We'll define a non-function profunctor to implement sumOf
. It will be a deep embedding of folds. Note, that we cannot perform arbitrary transformations while creating lenses or traversals. For example Lens
is:
type Lens s t a b = forall p. Strong p => p a b -> p s t
so we can only dimap
(from Profunctor
) and first'
(from Strong
) the arbitrary profunctor. We can create a GADT where these operations are represented explicitly; it will sacrifice a bit of elegance (no more functions everywhere) for the sake of performance.
We'll define a small example data type and a value; to make following development more concrete. We'll show how sumOf
is implemented using Forget r a b
. After that we'll define a deep-embedding Fold-AST: Neglect
, implement neglectSumOf
using it; and discuss how it's useful for the JavaScript implementation. At the end, we'll inspect benchmarks of various implementations of sumOf
in JavaScript: optika
's old and new, as well as implementations from other optics libraries.
To make the development more concrete, Let's define two record types, where the second one is used in the first one.
data Foo = Foo { _fooX :: Bool, _fooYS :: [Bar] } deriving Show
data Bar = Bar { _barX :: Bool, _barZ :: Int } deriving Show
The example value we'll work with is:
foo :: Foo
foo = Foo True
[ Bar True 3
, Bar False 4
, Bar False 5
, Bar True 2
]
Next we'll need lenses to work with these types. First the lens
helper, defined a bit differently than in purescript-profunctor-lenses
lens :: (s -> a) -> (s -> b -> t) -> Lens s t a b
lens getter setter = dimap (id &&& getter) (uncurry setter) . second'
and the actual lenses
fooYS :: Lens Foo Foo [Bar] [Bar]
fooYS = lens _fooYS (\s b -> s { _fooYS = b })

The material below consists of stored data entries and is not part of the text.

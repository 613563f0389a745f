//! Visit log and X-ray attachment models.

use chrono::NaiveDateTime;
use serde::{Deserialize, Serialize};

use super::{de_datetime, DoctorId, Money};

/// A medical visit for one patient.
#[derive(Debug, Clone, Serialize, Deserialize, PartialEq)]
pub struct Visit {
    pub id: i64,
    pub doctor_id: DoctorId,
    pub patient_local_id: i64,
    pub visit_date: NaiveDateTime,
    pub diagnosis: Option<String>,
    pub medications: Option<String>,
    pub amount_due: Money,
    pub amount_paid: Money,
    /// Attached X-ray images, oldest first
    pub xrays: Vec<XrayFile>,
    pub created_at: NaiveDateTime,
    pub updated_at: NaiveDateTime,
}

/// Visit form input.
#[derive(Debug, Clone, Deserialize)]
pub struct NewVisit {
    #[serde(deserialize_with = "de_datetime")]
    pub visit_date: NaiveDateTime,
    #[serde(default)]
    pub diagnosis: Option<String>,
    #[serde(default)]
    pub medications: Option<String>,
    #[serde(default)]
    pub amount_due: Money,
    #[serde(default)]
    pub amount_paid: Money,
}

impl NewVisit {
    pub fn on(visit_date: NaiveDateTime) -> Self {
        Self {
            visit_date,
            diagnosis: None,
            medications: None,
            amount_due: Money::ZERO,
            amount_paid: Money::ZERO,
        }
    }
}

/// Edit form input; replaces the visit's fields and optionally drops
/// attached X-rays by id.
#[derive(Debug, Clone, Deserialize)]
pub struct VisitUpdate {
    #[serde(deserialize_with = "de_datetime")]
    pub visit_date: NaiveDateTime,
    #[serde(default)]
    pub diagnosis: Option<String>,
    #[serde(default)]
    pub medications: Option<String>,
    #[serde(default)]
    pub amount_due: Money,
    #[serde(default)]
    pub amount_paid: Money,
    #[serde(default)]
    pub remove_xrays: Vec<i64>,
}

impl From<&Visit> for VisitUpdate {
    fn from(visit: &Visit) -> Self {
        Self {
            visit_date: visit.visit_date,
            diagnosis: visit.diagnosis.clone(),
            medications: visit.medications.clone(),
            amount_due: visit.amount_due,
            amount_paid: visit.amount_paid,
            remove_xrays: Vec::new(),
        }
    }
}

/// Metadata for a stored X-ray image; the bytes live on disk.
#[derive(Debug, Clone, Serialize, Deserialize, PartialEq)]
pub struct XrayFile {
    pub id: i64,
    pub visit_id: i64,
    pub doctor_id: DoctorId,
    /// Client-supplied name, for display only
    pub original_name: String,
    /// Sanitized path relative to the upload root
    pub stored_path: String,
    pub content_type: String,
    pub size_bytes: u64,
    /// Hex SHA-256 of the content
    pub sha256: String,
    pub uploaded_at: NaiveDateTime,
}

barZ :: Lens Bar Bar Int Int
barZ = lens _barZ (\s b -> s { _barZ = b })
If we want to calculate the sum of barZ
ints inside Foo
, we'll need to fold:
sumOf :: Optic (Forget (Sum a)) s s a a -> s -> a
sumOf l = getSum . runForget (l (Forget Sum))
And it works: 3 + 4 + 5 + 2 = 14
:
λ> sumOf (fooYS . traverse' . barZ) foo
14
The first step in a solution to the allocation problem is to not transform functions (recall, newtype Forget r a b = Forget (a -> r)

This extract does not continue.